As I look at the economic calendar (link located under “Tools of the Trade” on the right-hand sidebar of RSOTC.com), I can see that we have several key economic reports scheduled to be released this week.  Let’s take a quick look at those charts and the simple annotations that I made to each one (trendlines, notes, etc..).  Several of these reports are not accompanied by charts so will not be discussed and I’m only going to show the charts that directly show economic activity.  This would exclude charts such as consumer confidence (which is a coincident indicator at best, and therefore useless IMO); housing (while home values have an effect on consumer confidence and the ‘wealth effect’, this is not a direct measure of the growth or contraction in the economy such as GDP or the various manufacturing indexes); jobless claims (which is widely acknowledged that when you hit such a high unemployment level as we have, there is pretty much but nowhere but down for the NEW claims number to trend plus, not a measure of expansion or contraction in the economy per se).

That brings us to those key reports due out this week, starting with the Durable Goods Orders that was released at 8:30am ET today (first chart below).  By adding trendlines (TA) to these economic charts (FA) we can see that the rate of growth in the US economy has clearly been slowing (i.e.-trending lower) for at least the last two years and many of these key measures have now fallen to at or near levels not seen since the beginning of the Great Recession and start of the bear market in late 2007.  Something that I point out on today’s Durable Goods Orders report are the aberrations, like today’s “bullish” reading of +4.6% vs. the consensus of on +1.6%.  Bullish?  Well certainly…. if that trend continues.  However, the reason that this chart shows the yearly average (blue line) along with the month to month reading (grey bars) is to smooth out the aberrations.  In effect, this is no different than using moving averages on a stock chart to help tune out the day to day, week to week, or month to month price swings and therefore help in identifying the overall trend of the stock.  As you can see on this Durable Goods chart, that important measure of economic activity has been in a clear downtrend (channel) for over 2 1/2 years now and is flirting with contraction territory.
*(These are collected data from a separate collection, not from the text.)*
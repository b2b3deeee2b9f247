//! End-to-end calculator flows, driven through the [`Store`] against the
//! demo fixture catalog: selection and lazy details, settled edits and
//! their recalculation round trips, and the aggregated totals that follow.

use reckon::{
    book::{FieldKey, PriceBook, RowTarget, Section, TicketKey},
    fixtures::Fixture,
    ids::{ProductId, TierId},
    store::{Effect, QuoteEvent, Store},
    totals::{self, GrandTotalDiscountStrategy},
    wire::{RecalcRequest, RecalcResponse, RowDefinition, TierDetailsResponse, WireValue},
};
use rust_decimal::Decimal;
use rustc_hash::FxHashMap;
use testresult::TestResult;

/// Scalar wire values for the given fields.
fn scalar_values(pairs: &[(FieldKey, Decimal)]) -> FxHashMap<FieldKey, WireValue> {
    pairs
        .iter()
        .map(|(key, value)| (*key, WireValue::Scalar(*value)))
        .collect()
}

/// A core row as the details endpoint serves it before any discount: list
/// and discounted sides equal, total derived from quantity and unit price.
fn priced_row(metric: &str, output: &str, qty: Decimal, unit_price: Decimal) -> RowDefinition {
    let total = qty * unit_price;

    RowDefinition {
        metric_column: metric.to_owned(),
        output_column: output.to_owned(),
        unit_columns: Vec::new(),
        values: scalar_values(&[
            (FieldKey::Qty, qty),
            (FieldKey::ListUnitPrice, unit_price),
            (FieldKey::DiscountedUnitPrice, unit_price),
            (FieldKey::ListTotalPrice, total),
            (FieldKey::Discount, Decimal::ZERO),
            (FieldKey::DiscountedTotalPrice, total),
        ]),
    }
}

/// Details for the Essentials tier: one `api_calls` row at 1000 * 0.40.
fn essentials_details() -> TierDetailsResponse {
    TierDetailsResponse {
        core: vec![priced_row(
            "api_calls",
            "api_calls_total",
            Decimal::from(1000),
            Decimal::new(40, 2),
        )],
        addon: Vec::new(),
    }
}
The remainder of the charts are self-explanatory and once again, are due to be updated later this week.  Downtrends don’t remain in place indefinitely and therefore I will continue to monitor the trends in these important economic indicators for signs of reversal.  Just like charting an individual security or index, once a multi-year downtrend line is broken to the upside the odds sharply increase that a new uptrend may have begun.  I would image that if this were to happen on these economic indicators soon, the stock market will have likely put the current key overhead resistance levels and longer-term divergences comfortably in the rear-view mirror and as such, look more bullish from both a technical and fundamental perspective.  Until then, a potentially dangerous disconnect between rising equity prices against a back-drop of deteriorating economic fundamentals continues to build.